Something to digest

Selena McPherson/The NewsSelena McPherson/The News

The staff editorial is the majority opinion of The Murray State News Editorial Board.

Selena McPherson/The News

Selena McPherson/The News

There are, indeed, starving kids in Africa. Our mothers weren’t lying to us. The sad reality, though, is that there are starving kids everywhere – sometimes right down the street from us, or even right next door.

Twenty two percent of Murray residents live below the poverty level, according to City-Data.com. Furthermore, 25.5 percent of children in Murray live below said poverty level and 28.1 percent of “very poor” residents (living below half of the poverty level) are between 18 and 24 years old – the age range of most college students.

Many of these residents and children suffer from food insecurity – they don’t know where their next meal will come from.

In 2014, 12.4 million adults and 7.9 million children lived in food-insecure households, according to USDA.gov. Even worse, 914,000 children experienced “very low food security.”

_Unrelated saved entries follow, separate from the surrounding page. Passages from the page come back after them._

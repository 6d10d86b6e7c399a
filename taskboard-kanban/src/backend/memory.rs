//! In-memory backend keyed by integer ids

use super::{reposition, BoardBackend, LoadedBoard};
use crate::error::{BoardError, Result};
use crate::types::{
    Board, BoardId, BoardPatch, Column, ColumnId, ColumnWithTasks, NewBoard, NewTask, Task,
    TaskId, UserId,
};
use async_trait::async_trait;
use chrono::Utc;
use std::collections::BTreeMap;
use tokio::sync::RwLock;
use tracing::debug;

#[derive(Debug, Default)]
struct Tables {
    next_id: u64,
    boards: BTreeMap<u64, Board>,
    columns: BTreeMap<u64, Column>,
    tasks: BTreeMap<u64, Task>,
}

impl Tables {
    fn allocate(&mut self) -> u64 {
        self.next_id += 1;
        self.next_id
    }

    fn board(&self, id: &BoardId) -> Result<&Board> {
        self.boards
            .get(&key("board", id.as_str())?)
            .ok_or_else(|| BoardError::BoardNotFound { id: id.to_string() })
    }

    fn column_mut(&mut self, id: &ColumnId) -> Result<&mut Column> {
        self.columns
            .get_mut(&key("column", id.as_str())?)
            .ok_or_else(|| BoardError::ColumnNotFound { id: id.to_string() })
    }
}

/// Rows live in integer-keyed maps, the way a relational store would hold
/// them. Ids cross into the engine as decimal strings; anything that does
/// not parse is rejected with [`BoardError::InvalidId`].
#[derive(Debug, Default)]
pub struct InMemoryBackend {
    tables: RwLock<Tables>,
}

impl InMemoryBackend {
    pub fn new() -> Self {
        Self::default()
    }

    /// Number of task rows, across all boards
    pub async fn task_count(&self) -> usize {
        self.tables.read().await.tasks.len()
    }
}

fn key(item_type: &str, id: &str) -> Result<u64> {
    id.parse()
        .map_err(|_| BoardError::invalid_id(item_type, id))
}

#[async_trait]
impl BoardBackend for InMemoryBackend {
    async fn load_board_with_columns_and_tasks(&self, board_id: &BoardId) -> Result<LoadedBoard> {
        let tables = self.tables.read().await;
        let board = tables.board(board_id)?.clone();

        let columns = tables
            .columns
            .values()
            .filter(|c| &c.board_id == board_id)
            .map(|column| ColumnWithTasks {
                column: column.clone(),
                tasks: tables
                    .tasks
                    .values()
                    .filter(|t| t.column_id == column.id)
                    .cloned()
                    .collect(),
            })
            .collect();

        Ok(LoadedBoard { board, columns })
    }

    async fn list_boards(&self, owner: &UserId) -> Result<Vec<Board>> {
        let tables = self.tables.read().await;
        let mut boards: Vec<Board> = tables
            .boards
            .values()
            .filter(|b| &b.owner == owner)
            .cloned()
            .collect();
        // Newest first; ids are allocated in creation order
        boards.reverse();
        boards.sort_by(|a, b| b.created_at.cmp(&a.created_at));
        Ok(boards)
    }

    async fn create_board(&self, board: NewBoard) -> Result<Board> {
        let mut tables = self.tables.write().await;
        let id = tables.allocate();
        let now = Utc::now();
        let board = Board {
            id: BoardId::from_string(id.to_string()),
            title: board.title,
            description: board.description,
            color: board.color,
            owner: board.owner,
            created_at: now,
            updated_at: now,
        };
        tables.boards.insert(id, board.clone());
        debug!(board_id = %board.id, "created board row");
        Ok(board)
    }

    async fn update_board(&self, board_id: &BoardId, patch: &BoardPatch) -> Result<Board> {
        let mut tables = self.tables.write().await;
        let board = tables
            .boards
            .get_mut(&key("board", board_id.as_str())?)
            .ok_or_else(|| BoardError::BoardNotFound {
                id: board_id.to_string(),
            })?;
        board.apply(patch);
        Ok(board.clone())
    }

    async fn create_column(&self, board_id: &BoardId, title: &str) -> Result<Column> {
        let mut tables = self.tables.write().await;
        let owner = tables.board(board_id)?.owner.clone();
        let sort_order = tables
            .columns
            .values()
            .filter(|c| &c.board_id == board_id)
            .count();

        let id = tables.allocate();
        let column = Column {
            id: ColumnId::from_string(id.to_string()),
            board_id: board_id.clone(),
            title: title.to_string(),
            sort_order,
            owner,
            created_at: Utc::now(),
        };
        tables.columns.insert(id, column.clone());
        Ok(column)
    }

    async fn update_column_title(&self, column_id: &ColumnId, title: &str) -> Result<Column> {
        let mut tables = self.tables.write().await;
        let column = tables.column_mut(column_id)?;
        column.title = title.to_string();
        Ok(column.clone())
    }

    async fn create_task(&self, column_id: &ColumnId, task: NewTask) -> Result<Task> {
        let mut tables = self.tables.write().await;
        tables.column_mut(column_id)?;
        let sort_order = tables
            .tasks
            .values()
            .filter(|t| &t.column_id == column_id)
            .count();

        let id = tables.allocate();
        let task = Task {
            id: TaskId::from_string(id.to_string()),
            column_id: column_id.clone(),
            title: task.title,
            description: task.description,
            assignee: task.assignee,
            due_date: task.due_date,
            priority: task.priority,
            sort_order,
            created_at: Utc::now(),
        };
        tables.tasks.insert(id, task.clone());
        Ok(task)
    }

    async fn move_task(&self, task_id: &TaskId, column_id: &ColumnId, order: usize) -> Result<()> {
        let task_key = key("task", task_id.as_str())?;
        let mut tables = self.tables.write().await;
        tables.column_mut(column_id)?;
        let Some(source) = tables.tasks.get(&task_key).map(|t| t.column_id.clone()) else {
            return Err(BoardError::TaskNotFound {
                id: task_id.to_string(),
            });
        };

        let rows: Vec<Task> = tables
            .tasks
            .values()
            .filter(|t| t.column_id == source || &t.column_id == column_id)
            .cloned()
            .collect();
        for task in reposition(rows, task_id, column_id, order)? {
            tables.tasks.insert(key("task", task.id.as_str())?, task);
        }
        debug!(task_id = %task_id, column_id = %column_id, order, "moved task row");
        Ok(())
    }
}

#[cfg(test)]
mod tests {
    use super::*;
    use crate::types::Priority;

    async fn seeded() -> (InMemoryBackend, Board, Column, Column) {
        let backend = InMemoryBackend::new();
        let board = backend
            .create_board(NewBoard {
                title: "Roadmap".into(),
                description: None,
                color: "bg-blue-500".into(),
                owner: UserId::from_string("u1"),
            })
            .await
            .unwrap();
        let todo = backend.create_column(&board.id, "To Do").await.unwrap();
        let done = backend.create_column(&board.id, "Done").await.unwrap();
        (backend, board, todo, done)
    }

    #[tokio::test]
    async fn test_create_assigns_sort_order_from_counts() {
        let (backend, _board, todo, done) = seeded().await;
        assert_eq!(todo.sort_order, 0);
        assert_eq!(done.sort_order, 1);

        let first = backend.create_task(&todo.id, NewTask::new("a")).await.unwrap();
        let second = backend
            .create_task(&todo.id, NewTask::new("b").with_priority(Priority::High))
            .await
            .unwrap();
        assert_eq!(first.sort_order, 0);
        assert_eq!(second.sort_order, 1);
        assert_eq!(second.priority, Priority::High);
        assert_eq!(todo.owner, UserId::from_string("u1"));
    }

    #[tokio::test]
    async fn test_move_task_renumbers_rows() {
        let (backend, board, todo, done) = seeded().await;
        let a = backend.create_task(&todo.id, NewTask::new("a")).await.unwrap();
        backend.create_task(&todo.id, NewTask::new("b")).await.unwrap();
        backend.create_task(&done.id, NewTask::new("c")).await.unwrap();

        backend.move_task(&a.id, &done.id, 0).await.unwrap();

        let loaded = backend
            .load_board_with_columns_and_tasks(&board.id)
            .await
            .unwrap()
            .sorted();
        let todo_titles: Vec<_> = loaded.columns[0].tasks.iter().map(|t| t.title.as_str()).collect();
        let done_titles: Vec<_> = loaded.columns[1].tasks.iter().map(|t| t.title.as_str()).collect();
        assert_eq!(todo_titles, ["b"]);
        assert_eq!(done_titles, ["a", "c"]);
        assert_eq!(loaded.columns[0].tasks[0].sort_order, 0);
        assert_eq!(loaded.columns[1].tasks[1].sort_order, 1);
    }

    #[tokio::test]
    async fn test_non_numeric_ids_are_rejected() {
        let (backend, _board, _todo, _done) = seeded().await;
        let err = backend
            .move_task(
                &TaskId::from_string("01HXYZ"),
                &ColumnId::from_string("1"),
                0,
            )
            .await
            .unwrap_err();
        assert!(matches!(err, BoardError::InvalidId { .. }));
    }

    #[tokio::test]
    async fn test_missing_rows() {
        let backend = InMemoryBackend::new();
        let err = backend
            .load_board_with_columns_and_tasks(&BoardId::from_string("42"))
            .await
            .unwrap_err();
        assert!(matches!(err, BoardError::BoardNotFound { .. }));

        let err = backend
            .create_task(&ColumnId::from_string("7"), NewTask::new("x"))
            .await
            .unwrap_err();
        assert!(matches!(err, BoardError::ColumnNotFound { .. }));
    }

    #[tokio::test]
    async fn test_list_boards_newest_first_per_owner() {
        let backend = InMemoryBackend::new();
        for (title, owner) in [("first", "u1"), ("other", "u2"), ("second", "u1")] {
            backend
                .create_board(NewBoard {
                    title: title.into(),
                    description: None,
                    color: "bg-blue-500".into(),
                    owner: UserId::from_string(owner),
                })
                .await
                .unwrap();
        }
        let boards = backend.list_boards(&UserId::from_string("u1")).await.unwrap();
        let titles: Vec<_> = boards.iter().map(|b| b.title.as_str()).collect();
        assert_eq!(titles, ["second", "first"]);
    }
}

Local nonprofits, such as Need Line and Soup for the Soul, are doing what they can to help these people, but we all need to do our part as well.

The Murray Art Guild, for example, held an event Oct. 23 called Empty Bowls – an effort to raise money for the impoverished and hungry, where bowls are made by local citizens, filled with soup for the event’s meal and sold to attendees.

If other local businesses and organizations made similar efforts, food and meals wouldn’t be such an insecurity. Murray State is no exception. We can do more. We need to do more.

Yes, we have Racers Helping Racers – a food pantry for Murray State students offering canned/boxed foods, toiletries and more. Yes, Murray State Dining services reuses as many ingredients as they can, limits Winslow patrons to one entree item at a time and keeps a strong eye on the number of goods ordered vs. consumed. Yes, several Greek organizations regularly hold canned food drives and collect donations for Murray nonprofits.

These are valiant efforts, but food insecurity on and off campus remains a problem.

For one, students need to exercise self-control – a Winslow “meal” of fries, lasagna, a chicken wrap and a waffle for dessert just isn’t necessary, and will likely result in a conveyor belt stacked with plates filled with uneaten food. Dining Services is doing what it can to reduce food waste on their end, but the real problem is that our eyes are bigger than our stomachs.

We’re taking food for granted, when so many people would love just one bite of our discarded plate of tater tots.

“The quest for food security can be the common thread that links the different challenges we face and helps build a sustainable future,” said United Nations Food and Agriculture Organization Director-General Jose Graziano da Silva.

This quest seems never-ending, but it doesn’t have to be. In fact, it shouldn’t be.

We’re not going to beat around the bush here – this is a blatant call-to-action:

Stop wasting food.

Donate regularly to canned food drives and to your local food pantries.

Volunteer at said food pantries and at local soup kitchens.

If you see a panhandler on the street and you don’t feel comfortable giving them money or you don’t have cash to give, buy them a hot meal.

Take a moment to comprehend the fact that your stomach is or will be full, and that some people have never felt that comfort before.

Digest that, and do something to help.